Is this related to astronomy somehow? If not, I can move it to the appropriate forum.

Thanks.
 
randombill said:
This question is in regards to the degeneracy of states for an Argon atom with just one missing electron. For hydrogen the problem of finding the partition function depends on finding the the ionized state of hydrogen divided by the non-ionized state...

(please see Saha equation -> en.wikipedia.org/wiki/Saha_ionization_equation where
they use gi+1/ gi but most books use the following)

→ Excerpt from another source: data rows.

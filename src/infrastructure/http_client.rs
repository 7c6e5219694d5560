//! Document fetching
//!
//! [`DocumentFetcher`] is the seam the crawler fetches through: URL in,
//! status + body out. [`HttpClient`] is the reqwest implementation. Retrying
//! is not done here; `DelayPlanner` decides that from the returned status.

use std::time::Duration;

use anyhow::{Context, Result};
use async_trait::async_trait;
use reqwest::header::{ACCEPT, ACCEPT_LANGUAGE, HeaderMap, HeaderValue, RETRY_AFTER};
use reqwest::{Client, ClientBuilder};
use thiserror::Error;
use tracing::{debug, info};

use crate::infrastructure::config::CrawlerConfig;

/// Transport-level failure; HTTP error statuses are not errors here
#[derive(Error, Debug, Clone, PartialEq, Eq)]
pub enum FetchError {
    #[error("Request timed out: {url}")]
    Timeout { url: String },

    #[error("Network error for {url}: {reason}")]
    Network { url: String, reason: String },

    #[error("Invalid URL: {url}")]
    InvalidUrl { url: String },
}

impl FetchError {
    /// Timeouts and connection failures are worth another attempt
    pub fn is_transient(&self) -> bool {
        matches!(self, Self::Timeout { .. } | Self::Network { .. })
    }
}

/// A fetched document
#[derive(Debug, Clone, PartialEq, Eq)]
pub struct FetchedDocument {
    pub status: u16,
    pub body: String,
    /// URL after redirects
    pub final_url: String,
    /// Parsed `Retry-After` header (delta-seconds form only)
    pub retry_after: Option<Duration>,
}

impl FetchedDocument {
    pub fn ok(url: &str, body: impl Into<String>) -> Self {
        Self {
            status: 200,
            body: body.into(),
            final_url: url.to_string(),
            retry_after: None,
        }
    }

    pub fn with_status(url: &str, status: u16) -> Self {
        Self {
            status,
            body: String::new(),
            final_url: url.to_string(),
            retry_after: None,
        }
    }

    pub fn is_success(&self) -> bool {
        (200..300).contains(&self.status)
    }
}

/// Capability to fetch a URL
#[async_trait]
pub trait DocumentFetcher: Send + Sync {
    async fn fetch(&self, url: &str) -> Result<FetchedDocument, FetchError>;
}

/// Configuration for HTTP client behavior
#[derive(Debug, Clone)]
pub struct HttpClientConfig {
    pub timeout: Duration,
    pub user_agent: String,
    pub accept_language: String,
    pub follow_redirects: bool,
}

impl HttpClientConfig {
    pub fn from_crawler_config(config: &CrawlerConfig) -> Self {
        Self {
            timeout: config.request_timeout(),
            user_agent: config.user_agent.clone(),
            accept_language: config.accept_language.clone(),
            follow_redirects: config.follow_redirects,
        }
    }
}

impl Default for HttpClientConfig {
    fn default() -> Self {
        Self::from_crawler_config(&CrawlerConfig::default())
    }
}

/// reqwest-backed fetcher carrying one fixed crawler identity
#[derive(Debug, Clone)]
pub struct HttpClient {
    client: Client,
    config: HttpClientConfig,
}

impl HttpClient {
    pub fn with_config(config: HttpClientConfig) -> Result<Self> {
        let mut headers = HeaderMap::new();
        headers.insert(
            ACCEPT_LANGUAGE,
            HeaderValue::from_str(&config.accept_language)
                .context("Invalid Accept-Language header value")?,
        );
        headers.insert(
            ACCEPT,
            HeaderValue::from_static("text/html,application/xhtml+xml,text/plain;q=0.9,*/*;q=0.8"),
        );

        let client = ClientBuilder::new()
            .timeout(config.timeout)
            .user_agent(&config.user_agent)
            .default_headers(headers)
            .cookie_store(true)
            .gzip(true)
            .brotli(true)
            .redirect(if config.follow_redirects {
                reqwest::redirect::Policy::limited(10)
            } else {
                reqwest::redirect::Policy::none()
            })
            .build()
            .context("Failed to build HTTP client")?;

        info!(
            user_agent = %config.user_agent,
            timeout_secs = config.timeout.as_secs(),
            "🔧 HttpClient ready"
        );
        Ok(Self { client, config })
    }

    pub fn config(&self) -> &HttpClientConfig {
        &self.config
    }
}

#[async_trait]
impl DocumentFetcher for HttpClient {
    async fn fetch(&self, url: &str) -> Result<FetchedDocument, FetchError> {
        let parsed = url::Url::parse(url).map_err(|_| FetchError::InvalidUrl {
            url: url.to_string(),
        })?;

        debug!(url, "🌐 HTTP GET");
        let response = self.client.get(parsed).send().await.map_err(|e| {
            if e.is_timeout() {
                FetchError::Timeout {
                    url: url.to_string(),
                }
            } else {
                FetchError::Network {
                    url: url.to_string(),
                    reason: e.to_string(),
                }
            }
        })?;

        let status = response.status().as_u16();
        let final_url = response.url().to_string();
        let retry_after = response
            .headers()
            .get(RETRY_AFTER)
            .and_then(|value| value.to_str().ok())
            .and_then(parse_retry_after);

        let body = response.text().await.map_err(|e| {
            if e.is_timeout() {
                FetchError::Timeout {
                    url: url.to_string(),
                }
            } else {
                FetchError::Network {
                    url: url.to_string(),
                    reason: format!("failed to read body: {e}"),
                }
            }
        })?;

        Ok(FetchedDocument {
            status,
            body,
            final_url,
            retry_after,
        })
    }
}

/// `Retry-After: 120` -> 120s; HTTP-date values are ignored
fn parse_retry_after(value: &str) -> Option<Duration> {
    value.trim().parse::<u64>().ok().map(Duration::from_secs)
}

#[cfg(test)]
mod tests {
    use super::*;

    #[test]
    fn client_builds_from_default_config() {
        let client = HttpClient::with_config(HttpClientConfig::default());
        assert!(client.is_ok());
        assert_eq!(client.unwrap().config().timeout, Duration::from_secs(30));
    }

    #[test]
    fn invalid_accept_language_is_rejected() {
        let config = HttpClientConfig {
            accept_language: "en\nUS".to_string(),
            ..HttpClientConfig::default()
        };
        assert!(HttpClient::with_config(config).is_err());
    }

    #[test]
    fn retry_after_delta_seconds() {
        assert_eq!(parse_retry_after(" 30 "), Some(Duration::from_secs(30)));
        assert_eq!(parse_retry_after("Wed, 21 Oct 2015 07:28:00 GMT"), None);
    }

    #[tokio::test]
    async fn relative_url_is_rejected_without_network() {
        let client = HttpClient::with_config(HttpClientConfig::default()).unwrap();
        let err = client.fetch("/shop/page/2/").await.unwrap_err();
        assert!(matches!(err, FetchError::InvalidUrl { .. }));
        assert!(!err.is_transient());
    }

    #[test]
    fn status_helpers() {
        assert!(FetchedDocument::ok("https://a.test", "<html></html>").is_success());
        assert!(!FetchedDocument::with_status("https://a.test", 503).is_success());
    }
}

gi/ ga where ga for hydrogen is 2 because of the number of spins for a proton (I guess) but what about Argon's ga partition, would this require trying to find all the possible configurations (or degenerate states) down to the core (ground state)?
It sounds like you are asking if the partition function for the one-electron-removed Argon should include only the ground state, or all possible excited states. In principle, the latter, but in practice, the former is often all you need. The same can be said about the Argon without the missing electron-- all its excited states should be included too, but might not need to be. This is even true of hydrogen-- if you want to find the probability that a given hydrogen atom will be ionized, then you need to include all the excited states in the non-ionized hydrogen. But we generally would not bother to do that, and indeed the classical Saha equation doesn't do that. The reason is, the energy levels are usually either closely enough spaced that we can consider them to be degenerate with the ground state, or far enough spaced that the Boltzmann factor we'd associate with those states would make their contributions too small to matter. The only time we run into problems is when there are spacings that are of order kT, and in that case we must incude all such states explicitly in the partition function, and not just in some degenerate g factor. I don't know the energy levels of Argon well enough to say at what kT this could be a concern, so you'd have to check on that, but it is a normal assumption to make the "degenerate versus unimportant" distinction and just call it a g instead of a full partition function.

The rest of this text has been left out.